The Royal Astronomical Society of Canada and the Canadian Astronomical Society created the Plaskett Medal in recognition of the pivotal role played by John Stanley Plaskett in the establishment of astrophysical research in Canada. The award, consisting of a gold medal, is made annually to the Ph.D. graduate from a Canadian university who is judged to have submitted the most outstanding doctoral thesis in astronomy or astrophysics in the preceding two calendar years.

Dr. Gagné completed his doctoral studies at l’Université de Montréal under the supervision of Dr. David Lafrenière and Dr. René Doyon. His thesis, entitled “La recherche de naines brunes et étoiles de faible masse dans les associations cinématiques jeunes du voisinage solaire,” identifies and characterizes new substellar mass objects that belong to nearby young associations of stars. Dr. Gagné developed a powerful new algorithm to select highly probable substellar objects in young associations that is now widely used by the community. He also carried out an all-sky survey to identify, follow up, and characterize actual candidates, more than doubling the number of confirmed brown dwarfs. Dr. Gagné is now widely recognized as a leading figure in the study of nearby young substellar objects.

Dr. Gagné is currently a Sagan Postdoctoral Fellow in the Department of Terrestrial Magnetism at the Carnegie Institution for Science, where he will work to identify and characterize young brown dwarfs with only a few times the mass of Jupiter.

Invited speakers:

Tony Moffat (Universite de Montreal): the BRITE-Constellation nanosatellite mission, Tuesday, 31 May, at 10:45 am

Heidi Hammel (Associated Universities for Research in Astronomy): catastrophic collisions in the solar system, Tuesday, 31 May, at 10:45 am.
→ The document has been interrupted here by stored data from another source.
//! 16 位状态字解码
//!
//! `RW(0)` 返回的状态字在每个控制循环周期重新读取，
//! 不做跨周期缓存。

use bilge::prelude::*;

/// 伺服移动正常结束时的状态字
///
/// ready + motor_off + 两条硬件使能线（bit 0、1、10、11）。
/// 轨迹结束后读到其他任何组合都会触发一次诊断报告。
pub const BENIGN_STOP: u16 = 0x0C03;

/// 设备状态字位域
///
/// 位序与固件手册一致：Bit 0 为 ready，依次向高位排列。
/// bilge 默认 LSB first 位序，与设备位编号一致。
#[bitsize(16)]
#[derive(FromBits, DebugBits, Clone, Copy, PartialEq, Eq)]
pub struct StatusWord {
    pub ready: bool,            // Bit 0
    pub motor_off: bool,        // Bit 1
    pub in_trajectory: bool,    // Bit 2: 轨迹进行中
    pub bus_volt_fault: bool,   // Bit 3
    pub peak_overcurrent: bool, // Bit 4
    pub temp_fault: bool,       // Bit 5
    pub pos_fault: bool,        // Bit 6: 位置错误
    pub vel_limit: bool,        // Bit 7
    pub rt_temp: bool,          // Bit 8
    pub pos_error_limit: bool,  // Bit 9
    pub hw_right_enabled: bool, // Bit 10
    pub hw_left_enabled: bool,  // Bit 11
    pub right_fault_hist: bool, // Bit 12
    pub left_fault_hist: bool,  // Bit 13
    pub right_fault_now: bool,  // Bit 14
    pub left_fault_now: bool,   // Bit 15
}

impl StatusWord {
    /// 从原始 16 位值构造
    pub fn from_raw(raw: u16) -> Self {
        Self::from(raw)
    }

    /// 原始 16 位值
    pub fn raw(&self) -> u16 {
        u16::from(*self)
    }

    /// 是否为伺服移动的预期良性结束状态
    pub fn is_benign_stop(&self) -> bool {
        self.raw() == BENIGN_STOP
    }

    /// 渲染为逐标志位的诊断文本行
    ///
    /// 供移动结束异常时输出到日志，格式沿用固件手册的标志命名。
    pub fn report_lines(&self) -> Vec<String> {
        const NAMES: [&str; 16] = [
            "ready",
            "motor_off",
            "trajectory",
            "bus_volt_fault",
            "peak_overcurrent",
            "temp_fault",
            "pos_fault",
            "vel_limit",
            "rt_temp",
            "pos_error_limit",
            "hw_right_enabled",
            "hw_left_enabled",
            "right_fault_hist",
            "left_fault_hist",
            "right_fault_now",
            "left_fault_now",
        ];
        let raw = self.raw();
        NAMES
            .iter()
            .enumerate()
            .map(|(i, name)| format!("{name:>16}: {}", (raw >> i) & 1))
            .collect()
    }
}

/// 一次批量状态查询的完整采样
///
/// 全部为设备原生单位；换算到物理单位由
/// [`UnitConverter`](crate::units::UnitConverter) 负责。
#[derive(Debug, Clone, Copy, PartialEq)]
pub struct StatusSample {
    /// 状态字
    pub status: StatusWord,
    /// 瞬时速度（VA，设备单位）
    pub velocity: f64,
    /// 电流（UIA）
    pub current: f64,
    /// 力矩（RTRQ）
    pub torque: f64,
    /// 编码器位置（计数）
    pub position: f64,
}

#[cfg(test)]
mod tests {
    use super::*;

    #[test]
    fn test_benign_stop_decodes() {
        let sw = StatusWord::from_raw(BENIGN_STOP);
        assert!(sw.ready());
        assert!(sw.motor_off());
        assert!(!sw.in_trajectory());
        assert!(sw.hw_right_enabled());
        assert!(sw.hw_left_enabled());
        assert!(sw.is_benign_stop());
    }

    #[test]
    fn test_trajectory_bit() {
        // bit 2 置位 = 轨迹进行中
        let sw = StatusWord::from_raw(0x0C03 | 0x0004);
        assert!(sw.in_trajectory());
        assert!(!sw.is_benign_stop());
    }

    #[test]
    fn test_fault_bits() {
        let sw = StatusWord::from_raw(1 << 6);
        assert!(sw.pos_fault());

        let sw = StatusWord::from_raw(1 << 9);
        assert!(sw.pos_error_limit());

        let sw = StatusWord::from_raw(1 << 15);
        assert!(sw.left_fault_now());
    }

    #[test]
    fn test_roundtrip_raw() {
        for raw in [0u16, 1, 3075, 0xFFFF, 0x8421] {
            assert_eq!(StatusWord::from_raw(raw).raw(), raw);
        }
    }

    #[test]
    fn test_report_lines_format() {
        let lines = StatusWord::from_raw(3).report_lines();
        assert_eq!(lines.len(), 16);
        assert!(lines[0].ends_with("ready: 1"));
        assert!(lines[2].ends_with("trajectory: 0"));
    }
}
Rob Petre (NASA Goddard Space Flight Center): expanding the horizons of X-ray astronomy, Tuesday, 31 May, at 2 pm

Tim Robishaw (National Research Council of Canada): probing extragalactic magnetic fields, Wednesday, 1 June, at 9 am.

Manuela Campanelli (Rochester Institute of Technology): simulations of binary black hole mergers, Wednesday, 1 June, at 2:30 pm.
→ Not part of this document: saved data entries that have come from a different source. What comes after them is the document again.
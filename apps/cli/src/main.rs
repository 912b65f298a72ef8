//! # Winch CLI
//!
//! 绞车命令行工具：投放、布放、回收、复位、状态与监视。
//!
//! ```bash
//! # 完整投放到 15 m（布放 + 回收）
//! winch-cli cast --depth 15
//!
//! # 桌面调试：内置模拟器，不需要硬件
//! winch-cli --simulate cast --depth 2
//!
//! # 周期打印缓存读数
//! winch-cli monitor --interval 0.5
//! ```
//!
//! Ctrl-C 一次 = 允许回收的取消（序列会先把仪器包收回来）；
//! 第二次 = 急停，立即停车，不再有任何运动。

use anyhow::{Context, Result, bail};
use clap::{Parser, Subcommand};
use std::path::PathBuf;
use std::sync::Arc;
use std::sync::atomic::{AtomicBool, AtomicUsize, Ordering};
use std::time::Duration;
use tracing::info;
use winch_client::WinchController;
use winch_control::{CastSequencer, WinchConfig};
use winch_driver::Motor;
use winch_serial::{SerialPortTransport, SimMotor};

/// Winch CLI - 绞车命令行工具
#[derive(Parser, Debug)]
#[command(name = "winch-cli")]
#[command(about = "Command-line interface for the instrument winch", long_about = None)]
#[command(version)]
struct Cli {
    /// 配置文件路径（默认 ~/.config/winch/winch.toml，不存在则用内置默认）
    #[arg(long, global = true)]
    config: Option<PathBuf>,

    /// 串口路径覆盖
    #[arg(long, global = true)]
    port: Option<String>,

    /// 使用内置模拟器（无硬件桌面调试）
    #[arg(long, global = true)]
    simulate: bool,

    #[command(subcommand)]
    command: Commands,
}

#[derive(Subcommand, Debug)]
enum Commands {
    /// 完整投放：布放 + 回收，可选复位
    Cast {
        /// 投放深度（m）；缺省用配置里的深度覆盖值
        #[arg(long)]
        depth: Option<f64>,
        /// 回收后做力模式复位
        #[arg(long)]
        reset: bool,
    },

    /// 布放到指定深度
    Out {
        /// 投放深度（m）
        #[arg(long)]
        depth: f64,
    },

    /// 回收到全收位置
    In,

    /// 力模式复位（收到硬止点并重新定义零点）
    Reset,

    /// 打印状态字诊断报告
    Status,

    /// 周期打印缓存读数
    Monitor {
        /// 刷新间隔（秒）
        #[arg(long, default_value_t = 1.0)]
        interval: f64,
    },

    /// 把当前位置定义为零点
    Zero,

    /// 立即停车抱闸
    Stop,
}

/// Ctrl-C 升级标志：monitor 等非操作循环也要能退出
static INTERRUPTED: AtomicBool = AtomicBool::new(false);

fn main() -> Result<()> {
    tracing_subscriber::fmt()
        .with_env_filter(
            tracing_subscriber::EnvFilter::try_from_default_env()
                .unwrap_or_else(|_| tracing_subscriber::EnvFilter::new("info")),
        )
        .init();

    let cli = Cli::parse();
    let config = load_config(&cli)?;
    let controller = connect(&cli, &config)?;
    let sequencer = CastSequencer::new(Arc::clone(&controller), config.cast.clone());

    install_abort_handler(Arc::clone(&controller))?;

    match cli.command {
        Commands::Cast { depth, reset } => {
            let depth = resolve_depth(depth, &config)?;
            sequencer.cast(depth, reset)?;
            info!("cast complete");
        }
        Commands::Out { depth } => {
            sequencer.cast_out(depth)?;
            info!("deployed to {:.2} m of cable", sequencer.deploy_length(depth));
        }
        Commands::In => {
            sequencer.cast_in()?;
            info!("instrument retrieved");
        }
        Commands::Reset => {
            sequencer.reset_by_force()?;
            info!("position reference reset");
        }
        Commands::Status => {
            for line in controller.status_report()? {
                println!("{line}");
            }
        }
        Commands::Monitor { interval } => {
            run_monitor(&controller, Duration::from_secs_f64(interval))?;
        }
        Commands::Zero => {
            controller.zero_here()?;
            info!("current position is now the zero reference");
        }
        Commands::Stop => {
            controller.stop()?;
            info!("motor stopped, brake engaged");
        }
    }
    Ok(())
}

/// 加载配置：显式路径必须存在；默认路径不存在时用内置默认值
fn load_config(cli: &Cli) -> Result<WinchConfig> {
    if let Some(path) = &cli.config {
        return WinchConfig::load(path);
    }
    let default_path = dirs::config_dir()
        .map(|dir| dir.join("winch").join("winch.toml"))
        .filter(|path| path.exists());
    match default_path {
        Some(path) => {
            info!("using config {}", path.display());
            WinchConfig::load(&path)
        }
        None => Ok(WinchConfig::default()),
    }
}

/// 建立设备会话
///
/// 打开串口或握手失败都是致命的：没有经过验证的设备身份，
/// 进程直接退出并给出诊断。
fn connect(cli: &Cli, config: &WinchConfig) -> Result<Arc<WinchController>> {
    let motor = if cli.simulate {
        info!("using built-in motor simulator");
        Motor::connect(SimMotor::new(), config.geometry, config.motor_options())
            .context("simulator handshake failed")?
    } else {
        let port = cli.port.as_deref().unwrap_or(&config.port);
        let transport = SerialPortTransport::open(
            port,
            config.baud_rate,
            Duration::from_millis(config.read_timeout_ms),
        )
        .with_context(|| format!("opening winch serial port {port}"))?;
        Motor::connect(transport, config.geometry, config.motor_options())
            .with_context(|| format!("winch handshake failed on {port}"))?
    };
    Ok(WinchController::new(motor, config.calibration.clone()))
}

/// 投放深度：命令行参数优先，其次配置的深度覆盖
fn resolve_depth(arg: Option<f64>, config: &WinchConfig) -> Result<f64> {
    match arg.or(config.depth_override) {
        Some(depth) if depth > 0.0 => Ok(depth),
        Some(depth) => bail!("cast depth must be positive, got {depth}"),
        None => bail!("no cast depth: pass --depth or set depth_override in the config"),
    }
}

/// Ctrl-C：第一次允许回收的取消，第二次急停
fn install_abort_handler(controller: Arc<WinchController>) -> Result<()> {
    let presses = AtomicUsize::new(0);
    ctrlc::set_handler(move || {
        INTERRUPTED.store(true, Ordering::SeqCst);
        let count = presses.fetch_add(1, Ordering::SeqCst);
        if count == 0 {
            eprintln!("interrupt: aborting with cleanup allowed (Ctrl-C again for emergency stop)");
            controller.abort(true);
        } else {
            eprintln!("interrupt: emergency stop");
            controller.abort(false);
        }
    })
    .context("installing Ctrl-C handler")?;
    Ok(())
}

/// 周期打印缓存读数，Ctrl-C 退出
///
/// 单次解析失败只显示 `unknown`，不终止监视循环。
fn run_monitor(controller: &Arc<WinchController>, interval: Duration) -> Result<()> {
    fn fmt<T: std::fmt::Display>(value: Result<T, winch_client::OperationError>) -> String {
        match value {
            Ok(v) => format!("{v:.2}"),
            Err(e) => {
                tracing::warn!("monitor read failed: {e}");
                "unknown".to_string()
            }
        }
    }

    let max_age = interval / 2;
    while !INTERRUPTED.load(Ordering::SeqCst) {
        let cable = fmt(controller.cable_out(max_age).map(|c| c.meters));
        let current = fmt(controller.motor_current(max_age));
        let torque = fmt(controller.motor_torque(max_age));
        // 缆速只在移动中由控制循环更新，空闲时显示最近一次
        let speed = controller
            .monitor()
            .velocity
            .latest()
            .map(|s| format!("{:.2}", s.value))
            .unwrap_or_else(|| "-".to_string());
        let action = controller.current_action().unwrap_or("idle");
        println!(
            "cable {cable} m | speed {speed} m/s | current {current} | torque {torque} | action: {action}"
        );
        std::thread::sleep(interval);
    }
    Ok(())
}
Art McDonald (Queen’s University): teachers’ workshop, Wednesday, 1 June, at 3 pm.

Grant Tremblay (Yale University): galaxy scale fountains of gas, Thursday, 2 June, at 2 pm.

Judith Irwin (Queen’s University): disk-halo dynamics, Thursday, 2 June, at 2 pm.

The following contributed talks may be of interest:

Jennifer West, Tuesday 31 May, 12 pm in the session Galactic I
Lorne Nelson, Tuesday, 31 May, 3:15 pm in the session High Energy Astrophysics
Helen Kirk, Tuesday, 31 May, 2:15 pm in the session Galactic II
Gwendolyn Eadie, Tuesday, 31 May, 3:15 pm in the session Cosmology I
Mary Beth Laychak, Wednesday, 1 June, 9:15 am in the session Education
Diana Dragomir, Wednesday, 1 June, 3:15 pm in the session Planets II
Henry Ngo, Wednesday, 1 June, 3:30 pm in the session Planets II
Chris O’Dea, Thursday, 2 June at 4:15 pm in the session Extragalactic II
David Schade, Thursday, 2 June at 4:15 pm in the session Big Projects/Missions

SpaceRef staff editor.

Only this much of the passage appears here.